I traveled forty-­two hundred miles in my orange crate during my first ten months, and I lived in seven different places by the time I was two and a half, to say nothing of all the motels we stopped at during our travels. It’s no wonder I became a bit of a nomad once I grew up.

I’m told I woke up crying many nights during this upheaval, at about 3:00 a.m. My poor mother would walk me to calm me down. But when she tried to put me back in my crib, I’d start crying again and wake up John, so she sometimes brought me back into bed with her. I can imagine that having been alone all day in the orange crate, I must have needed some human contact—­too bad for me that it was given by an exhausted and annoyed mother and only to shut me up.

No doubt my happy hours in my mother’s bed ended abruptly when my father came back. He used to complain that I was a show-­off, making cute faces at neighboring tables when we went out to dinner and rolling down the lawns outside restaurants in my smocked dress. But I was probably just trying to retrieve some of the attention I’d lost upon his return and the birth of my baby brother.

I hate to say it, but the tragedy for many babies born during wars was not that their fathers went away but rather that they came back! We never bonded with our fathers as infants, or they with us, because they weren’t around.

After my parents’ deaths, I read in my mother’s daybook from the year of my father’s return that he hit me in the head with a golf club. She gives no details, and it was never mentioned later on. I assume it was an accident, but I wish I knew for sure.

I must have complained a lot that I wasn’t a boy because I remember my mother always saying to me, “Yes, but you’re our only little girl.” What I minded most was that unlike my brothers I couldn’t pee standing up. Despite this handicap, I did believe Iwas a boy for several years. In the summer, I wore only shorts, no shirt, like my brothers. But when I was about six, the other kids started making fun of me, so I began wearing shirts. That same year, I started school and discovered I couldn’t wear jeans as my older brother did but instead had to wear dresses. This was a horrible shock.

When my father came home from working at the hospital, whoever was sitting in his chair had to move. My mother, who had been working just as hard as he all day, jumped up and began to serve him. Sometimes he went straight to bed with a headache, and she brought him a meal on a tray. But if she were sick, he was always at work. Marriage didn’t look like a fair deal to me.

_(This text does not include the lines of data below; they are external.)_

// Copyright (C) 2026 Fred Clausen
// Use of this source code is governed by an MIT-style
// license that can be found in the LICENSE file or at
// https://opensource.org/licenses/MIT.

use crate::types::PlanStatus;

/// Errors that can occur during domain validation and calculation.
#[derive(Debug, Clone, PartialEq, Eq)]
pub enum DomainError {
    /// Pilot identifier is empty or invalid.
    InvalidPilotId(String),
    /// Plan status string is not a recognized status.
    InvalidPlanStatus(String),
    /// Priority score is outside the 0-10 range.
    InvalidPriorityScore(u8),
    /// Roster calendar horizon must cover at least one period.
    InvalidCalendarHorizon {
        /// The invalid period count.
        periods: u32,
    },
    /// A date falls outside the calendar's registered periods.
    DateOutsideCalendar {
        /// The offending date.
        date: time::Date,
        /// First date covered by the calendar.
        first: time::Date,
        /// Last date covered by the calendar.
        last: time::Date,
    },
    /// Date arithmetic overflow.
    DateArithmeticOverflow {
        /// Description of the operation that failed.
        operation: String,
    },
    /// A planned renewal date lies outside its renewal window.
    PlannedDateOutsideWindow {
        /// The planned date.
        planned: time::Date,
        /// Window start (earliest eligible renewal date).
        window_start: time::Date,
        /// Window end (the expiry date).
        window_end: time::Date,
    },
    /// A planned renewal date lies after the certification expiry.
    PlannedDateAfterExpiry {
        /// The planned date.
        planned: time::Date,
        /// The certification expiry date.
        expiry: time::Date,
    },
    /// A plan status transition is not permitted.
    InvalidStatusTransition {
        /// The current status.
        from: PlanStatus,
        /// The requested status.
        to: PlanStatus,
    },
}

impl std::fmt::Display for DomainError {
    fn fmt(&self, f: &mut std::fmt::Formatter<'_>) -> std::fmt::Result {
        match self {
            Self::InvalidPilotId(msg) => write!(f, "Invalid pilot id: {msg}"),
            Self::InvalidPlanStatus(msg) => write!(f, "Invalid plan status: '{msg}'"),
            Self::InvalidPriorityScore(score) => {
                write!(
                    f,
                    "Invalid priority score: {score}. Must be between 0 and 10"
                )
            }
            Self::InvalidCalendarHorizon { periods } => {
                write!(
                    f,
                    "Invalid calendar horizon: {periods} periods. Must be greater than 0"
                )
            }
            Self::DateOutsideCalendar { date, first, last } => {
                write!(
                    f,
                    "Date {date} is outside the roster calendar range {first} to {last}"
                )
            }
            Self::DateArithmeticOverflow { operation } => {
                write!(f, "Date arithmetic overflow while {operation}")
            }
            Self::PlannedDateOutsideWindow {
                planned,
                window_start,
                window_end,
            } => {
                write!(
                    f,
                    "Planned date {planned} is outside the renewal window {window_start} to {window_end}"
                )
            }
            Self::PlannedDateAfterExpiry { planned, expiry } => {
                write!(
                    f,
                    "Planned date {planned} is after the certification expiry {expiry}"
                )
            }
            Self::InvalidStatusTransition { from, to } => {
                write!(
                    f,
                    "Cannot transition plan status from {} to {}",
                    from.as_str(),
                    to.as_str()
                )
            }
        }
    }
}

impl std::error::Error for DomainError {}
// Copyright (C) 2026 Fred Clausen
// Use of this source code is governed by an MIT-style
// license that can be found in the LICENSE file or at
// https://opensource.org/licenses/MIT.

//! Serialization helpers between storage rows and domain types.

use crate::error::PersistenceError;
use fleet_cert_audit::PlanSnapshot;
use fleet_cert_domain::{CertCategory, PilotId, PlanStatus, RenewalPlanEntry};
use serde::{Deserialize, Serialize};
use std::str::FromStr;
use time::Date;
use time::format_description::FormatItem;
use time::macros::format_description;

/// Storage format for all date columns.
pub(crate) const DATE_FORMAT: &[FormatItem<'static>] =
    format_description!("[year]-[month]-[day]");

/// Formats a date for storage.
pub(crate) fn format_date(date: Date) -> Result<String, PersistenceError> {
    date.format(DATE_FORMAT)
        .map_err(|err| PersistenceError::SerializationError(format!("formatting {date}: {err}")))
}

/// Parses a stored date column.
pub(crate) fn parse_date(value: &str) -> Result<Date, PersistenceError> {
    Date::parse(value, DATE_FORMAT)
        .map_err(|err| PersistenceError::CorruptRecord(format!("date '{value}': {err}")))
}

/// JSON shape of a plan snapshot inside an audit event row.
#[derive(Debug, Clone, Serialize, Deserialize)]
pub(crate) struct SnapshotData {
    pub entry_count: usize,
    pub skip_count: usize,
    pub description: String,
}

impl From<&PlanSnapshot> for SnapshotData {
    fn from(snapshot: &PlanSnapshot) -> Self {
        Self {
            entry_count: snapshot.entry_count,
            skip_count: snapshot.skip_count,
            description: snapshot.description.clone(),
        }
    }
}

impl From<SnapshotData> for PlanSnapshot {
    fn from(data: SnapshotData) -> Self {
        Self::new(data.entry_count, data.skip_count, data.description)
    }
}

/// Raw column values of one `renewal_plans` row.
///
/// Columns are read as plain strings inside the rusqlite row closure and
/// converted to domain types afterwards, so conversion errors surface as
/// `PersistenceError` rather than being squeezed through rusqlite's error
/// type.
#[derive(Debug, Clone)]
pub(crate) struct PlanRow {
    pub pilot_id: String,
    pub category: String,
    pub expiry_date: String,
    pub planned_date: String,
    pub roster_period: String,
    pub window_start: String,
    pub window_end: String,
    pub status: String,
    pub priority: i64,
}

impl PlanRow {
    /// Converts a stored row back into a validated domain entry.
    ///
    /// Re-runs the entry creation invariants; a row that no longer
    /// satisfies them is reported as corrupt rather than returned.
    pub(crate) fn into_entry(self) -> Result<RenewalPlanEntry, PersistenceError> {
        let priority: u8 = u8::try_from(self.priority).map_err(|_| {
            PersistenceError::CorruptRecord(format!("priority {} out of range", self.priority))
        })?;
        let status: PlanStatus = PlanStatus::from_str(&self.status)
            .map_err(|err| PersistenceError::CorruptRecord(err.to_string()))?;

        RenewalPlanEntry::new(
            PilotId::new(&self.pilot_id),
            CertCategory::parse(&self.category),
            parse_date(&self.expiry_date)?,
            parse_date(&self.planned_date)?,
            self.roster_period,
            parse_date(&self.window_start)?,
            parse_date(&self.window_end)?,
            status,
            priority,
        )
        .map_err(|err| PersistenceError::CorruptRecord(err.to_string()))
    }
}
// Copyright (C) 2026 Fred Clausen
// Use of this source code is governed by an MIT-style
// license that can be found in the LICENSE file or at
// https://opensource.org/licenses/MIT.

#![deny(
    clippy::pedantic,
    clippy::cargo,
    clippy::nursery,
    clippy::style,
    clippy::correctness,
    clippy::all,
    clippy::suspicious,
    clippy::complexity,
    clippy::perf,
    clippy::unwrap_used,
    clippy::expect_used
)]

mod auth;
mod error;
mod export;
mod handlers;
mod request_response;

#[cfg(test)]
mod tests;

pub use auth::{AuthenticatedActor, AuthorizationService, Role, authenticate_stub};
pub use error::{
    ApiError, AuthError, translate_core_error, translate_domain_error,
    translate_persistence_error,
};
pub use export::{ExportError, export_plans_csv};
pub use handlers::{
    PlanningConfig, clear_plans, generate_plan, get_capacity, list_due_certifications,
    period_plans, period_summary, pilot_plans, record_certification, set_capacity,
};
pub use request_response::{
    CapacityResponse, ClearPlansResponse, DueCertificationInfo, DueCertificationsResponse,
    GeneratePlanRequest, GeneratePlanResponse, PeriodPlansResponse, PeriodSummaryResponse,
    PilotPlansResponse, PlanEntryInfo, RecordCertificationRequest, RecordCertificationResponse,
    SetCapacityRequest, SkippedInfo,
};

FG: It seemed to me also that men were much more privileged in life than women. I had a tendency to say, “Yes, what a pity I’m not a boy.”

At the same time, my grandmother was telling me, “A woman is in no way inferior to a man, only different.”

I just couldn’t make sense of all that. Why should you think it was so impressive to be a woman when obviously women got the short end of the stick? All their preaching about feminism fell on deaf ears at that time.

Also, they were always talking about the Virgin Mary. But I wasn’t interested in the Virgin Mary in the least. It’s convenient because in Catholicism monotheism is mitigated. You can choose to be devoted to the aspect that you prefer. I didn’t feel allthat much enthusiasm for God the Father, and Christ was an ascetic, a little bit alien to my nature. The Holy Ghost was the only one of the Trinity I was interested in. The spirit of creation was my thing. I could understand it. I thought it was marvelous.